Il n'était pas encore 18h mardi quand les policiers de la bac décident de contrôler une Laguna dont le conducteur ne respecte pas le code de la route. Pas de clignotant, priorités non respectées.

Le conducteur s'arrête alors comme pour se soumettre au contrôle signifié par les policiers, mais redémarre aussitôt, en trombe. Refus d'obtempérer !

Une course poursuite s'engage dans la ville, sur 5 km. La Laguna file à vive allure, passe rue St-Exupéry, à proximité du collège. Certes, les élèves sont déjà sortis, mais quelques uns sont encore dans la rue, rentrant chez eux.

Un automobiliste se voit obligé de faire un écart, surpris par le passage du véhicule à grande vitesse. E.R. coupe les virages, les 4 roues sont décrites, à un moment, comme décollées de la chaussée... Après 5 km, il s'arrête. Deux hommes sortent de la voiture et sont interpellés. E.R. n'oppose aucune résistance. Quand bien même, pas de permis de conduire et test salivaire positif aux stup (cannabis) !

Placé en garde à vue, il est ensuite écroué. Il comparaissait devant le tribunal ce vendredi après-midi.

L'explication, c'est qu'il venait de perdre sa grand-mère. Événement traumatique qui l'a conduit à perdre aussi son sang froid. « J'ai eu peur, j'étais pas bien, je voulais rejoindre ma famille avant qu'elle ne reparte en Turquie après la cérémonie. Ça fait deux ans que je me tenais à carreau, je roulais à trotinette... »

Le juge précise alors que le casier judiciaire compte déjà cinq mentions. « 5 mentions à presque 27 ans ! Toutes pour du délit routier ! Ça montre bien que vous ne comprenez rien ! Vous avez mis en danger la vie des autres. Moi je ne comprends pas ! » lance-t-il avec force et fermeté, comme pour provoquer une prise de conscience, un réveil du prévenu. « Je m'excuse » lâche celui-ci, penaud.

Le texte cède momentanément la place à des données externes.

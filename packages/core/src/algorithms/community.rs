//! Community detection tools

use super::{
    attach_node_names, forwarded_config, optional_str, rows_to_value, AlgorithmError,
    AlgorithmHandler, ToolDefinition,
};
use crate::projection::Direction;
use crate::services::GdsService;
use async_trait::async_trait;
use serde_json::{json, Map, Value};
use tracing::info;

const NODE_IDENTIFIER_PROPERTY: &str = "nodeIdentifierProperty";

pub(crate) fn handlers() -> Vec<Box<dyn AlgorithmHandler>> {
    vec![
        Box::new(CommunityHandler::conductance()),
        Box::new(CommunityHandler::hdbscan()),
        Box::new(CommunityHandler::k_core_decomposition()),
        Box::new(CommunityHandler::k_1_coloring()),
        Box::new(CommunityHandler::k_means_clustering()),
        Box::new(CommunityHandler::label_propagation()),
        Box::new(CommunityHandler::leiden()),
    ]
}

fn properties(value: Value) -> Map<String, Value> {
    value.as_object().cloned().unwrap_or_default()
}

fn min_community_size() -> Value {
    json!({
        "type": "integer",
        "description": "Only nodes inside communities larger or equal the given value are returned."
    })
}

/// A community tool streaming one row per node (or per community, for
/// conductance)
pub struct CommunityHandler {
    name: &'static str,
    description: &'static str,
    procedure: &'static str,
    direction: Direction,
    /// Rows carry `nodeId`, so `nodeIdentifierProperty` can label them
    per_node: bool,
    properties: Map<String, Value>,
    required: &'static [&'static str],
}

impl CommunityHandler {
    pub fn conductance() -> Self {
        Self {
            name: "conductance",
            description: "Calculate the conductance metric for all communities",
            procedure: "conductance",
            direction: Direction::Directed,
            per_node: false,
            properties: properties(json!({
                "communityProperty": {
                    "type": "string",
                    "description": "The node property that holds the community ID as an integer for each node. Only non-negative community IDs are considered valid and will have their conductance computed."
                },
                "relationshipWeightProperty": {
                    "type": "string",
                    "description": "The relationship property that holds the weight of the relationships. If not provided, all relationships are considered to have a weight of 1."
                }
            })),
            required: &["communityProperty"],
        }
    }

    pub fn hdbscan() -> Self {
        Self {
            name: "hdbscan",
            description: "Perform HDBSCAN (Hierarchical Density-Based Spatial Clustering of Applications with Noise) clustering on the graph. HDBSCAN runs DBSCAN over a range of parameters and builds a hierarchy of clusters, so it finds clusters of varying densities without tuning a density parameter.",
            procedure: "hdbscan",
            direction: Direction::Directed,
            per_node: true,
            properties: properties(json!({
                "nodeProperty": {
                    "type": "string",
                    "description": "A node property corresponding to an array of floats used by HDBSCAN to compute clusters"
                },
                "minClusterSize": {
                    "type": "integer",
                    "description": "The minimum number of nodes that a cluster should contain."
                },
                "samples": {
                    "type": "integer",
                    "description": "The number of neighbours to be considered when computing the core distances of a node."
                },
                "leafSize": {
                    "type": "integer",
                    "description": "The number of leaf nodes of the supporting tree data structure."
                }
            })),
            required: &["nodeProperty"],
        }
    }

    pub fn k_core_decomposition() -> Self {
        Self {
            name: "k_core_decomposition",
            description: "The K-core decomposition separates the nodes in a graph into groups based on the degree sequence and topology of the graph. Each node is associated with a core value: the largest i such that the node belongs to a maximal subgraph in which every node has degree at least i. The largest core value is the degeneracy of the graph.",
            procedure: "kcore",
            direction: Direction::Undirected,
            per_node: true,
            properties: Map::new(),
            required: &[],
        }
    }

    pub fn k_1_coloring() -> Self {
        Self {
            name: "k_1_coloring",
            description: "The K-1 Coloring algorithm assigns a color to every node in the graph, trying to give every neighbour of a node a different color while using as few colors as possible. The algorithm is greedy: the result is neither guaranteed optimal nor always correct, and its precision is controlled by the number of iterations.",
            procedure: "k1coloring",
            direction: Direction::Directed,
            per_node: true,
            properties: properties(json!({
                "maxIterations": {
                    "type": "integer",
                    "description": "The maximum number of iterations to run the coloring algorithm."
                },
                "minCommunitySize": min_community_size()
            })),
            required: &[],
        }
    }

    pub fn k_means_clustering() -> Self {
        Self {
            name: "k_means_clustering",
            description: "K-Means clustering classifies nodes into k clusters based on a float array node property. Nodes are positioned as points in a d-dimensional space and repeatedly assigned to the nearest of k centroids until results stabilize or the maximum number of iterations is reached. Relationships are ignored.",
            procedure: "kmeans",
            direction: Direction::Directed,
            per_node: true,
            properties: properties(json!({
                "nodeProperty": {
                    "type": "string",
                    "description": "A node property corresponding to an array of floats used by K-Means to cluster nodes into communities."
                },
                "k": {"type": "integer", "description": "The number of clusters to create."},
                "maxIterations": {
                    "type": "integer",
                    "description": "The maximum number of iterations the algorithm will run."
                },
                "deltaThreshold": {
                    "type": "number",
                    "description": "Value as a percentage to determine when to stop early. If fewer than 'deltaThreshold * |nodes|' nodes change their cluster, the algorithm stops. Value must be between 0 (exclusive) and 1 (inclusive)."
                },
                "numberOfRestarts": {
                    "type": "integer",
                    "description": "Number of times to execute K-Means with different initial centers. The communities returned are those minimizing the average node-center distances."
                },
                "initialSampler": {
                    "type": "string",
                    "enum": ["uniform", "kmeans++"],
                    "description": "The method used to sample the first k centroids."
                },
                "seedCentroids": {
                    "type": "array",
                    "items": {"type": "array", "items": {"type": "number"}},
                    "description": "Explicit initial centroids. Cannot be combined with a non-default numberOfRestarts."
                },
                "computeSilhouette": {
                    "type": "boolean",
                    "description": "If set to true, the silhouette scores are computed once the clustering has been determined."
                }
            })),
            required: &["nodeProperty"],
        }
    }

    pub fn label_propagation() -> Self {
        Self {
            name: "label_propagation",
            description: "The Label Propagation algorithm (LPA) is a fast algorithm for finding communities in a graph. It propagates labels throughout the network and forms communities from the result, using network structure alone.",
            procedure: "labelPropagation",
            direction: Direction::Directed,
            per_node: true,
            properties: properties(json!({
                "maxIterations": {"type": "integer", "description": "The maximum number of iterations to run."},
                "nodeWeightProperty": {
                    "type": "string",
                    "description": "The name of a node property that contains node weights."
                },
                "relationshipWeightProperty": {
                    "type": "string",
                    "description": "Name of the relationship property to use as weights. If unspecified, the algorithm runs unweighted."
                },
                "seedProperty": {
                    "type": "string",
                    "description": "The name of a node property that defines an initial numeric label."
                },
                "consecutiveIds": {
                    "type": "boolean",
                    "description": "Whether component identifiers are mapped into a consecutive id space (requires additional memory)."
                },
                "minCommunitySize": min_community_size()
            })),
            required: &[],
        }
    }

    pub fn leiden() -> Self {
        Self {
            name: "leiden",
            description: "The Leiden algorithm detects communities in large networks by maximizing modularity. It refines Louvain by periodically breaking communities into smaller well-connected ones.",
            procedure: "leiden",
            direction: Direction::Undirected,
            per_node: true,
            properties: properties(json!({
                "maxLevels": {
                    "type": "integer",
                    "description": "The maximum number of levels in which the graph is clustered and then condensed."
                },
                "gamma": {
                    "type": "number",
                    "description": "Resolution parameter used when computing the modularity."
                },
                "theta": {
                    "type": "number",
                    "description": "Controls the randomness while breaking a community into smaller ones."
                },
                "tolerance": {
                    "type": "number",
                    "description": "Minimum change in modularity between iterations."
                },
                "includeIntermediateCommunities": {
                    "type": "boolean",
                    "description": "Whether to return intermediate communities as well as the final one."
                },
                "seedProperty": {
                    "type": "string",
                    "description": "Initial community for a node. The property value needs to be a non-negative number."
                },
                "minCommunitySize": min_community_size()
            })),
            required: &[],
        }
    }
}

#[async_trait]
impl AlgorithmHandler for CommunityHandler {
    fn definition(&self) -> ToolDefinition {
        let mut properties = self.properties.clone();
        if self.per_node {
            properties.insert(
                NODE_IDENTIFIER_PROPERTY.to_string(),
                json!({
                    "type": "string",
                    "description": "Node property used to label each result row with a nodeName."
                }),
            );
        }
        ToolDefinition {
            name: self.name,
            description: self.description,
            input_schema: json!({
                "type": "object",
                "properties": properties,
                "required": self.required,
            }),
        }
    }

    async fn execute(
        &self,
        gds: &GdsService,
        arguments: Map<String, Value>,
    ) -> Result<Value, AlgorithmError> {
        let identifier = optional_str(&arguments, NODE_IDENTIFIER_PROPERTY)?;
        let config = forwarded_config(&self.definition(), &arguments, &[NODE_IDENTIFIER_PROPERTY]);
        info!("{} parameters: {:?}", self.name, config);

        let procedure = self.procedure;
        let mut rows = gds
            .with_projection(self.direction, |graph| async move {
                gds.stream(&graph, procedure, config)
                    .await
                    .map_err(AlgorithmError::from)
            })
            .await?;

        if let Some(property) = identifier.filter(|_| self.per_node) {
            attach_node_names(gds, &mut rows, &property, &[("nodeId", "nodeName")]).await?;
        }
        Ok(rows_to_value(rows))
    }
}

À sa décharge, le juge note qu'il se tient à ses obligations auprès du service d'insertion et de probation (il est encore sous le coup d'un sursis mise à l'épreuve suite à une condamnation en 2019).

Le décès de sa grand-mère l'aura donc fait basculer en quelques secondes, à la vue de la police, du côté obscur. Pour ce geste, le parquet requiert 12 mois de prison dont 6 avec sursis. La substitute du procureur demande également le maintien en détention.

Le passager, un ami, a été entendu par la police. « E.R. était stressé, paniqué, il pleurait » décrit-il.

Son avocat, maître Rollet, pointe l'incohérence de la descritpion de la voiture qui décolle : « C'est physiquement impossible. » Il souligne également le fait que l'interpellation s'est bien passée. « L'élément traumatique a pesé dans cet acte malheureux. Pour autant, il a reconnu les faits. Je crois qu'il ne faut pas casser la dynamique de l'insertion. Son employeur a besoin de lui, il l'a fait savoir. » En effet, E.R. a du travail et s'est engagé, devant le juge, à passer le permis de conduire.

Verdict : Il se voit condamner à 12 mois de prison dont 6 assortis d'un sursis probatoire d'une durée de 2 ans. Le juge prononce le maintien en détention mais pour une semaine seulement. E.R. bénéficiera ensuite d'un aménagement de peine, autrement dit, un bracelet électronique. Le juge révoque les 4 mois restant de sursis mise à l'épreuve.

Il a l'obligation de repasser son permis de conduire, obligation de soins, de travail et de payer les sommes dues au Trésor public.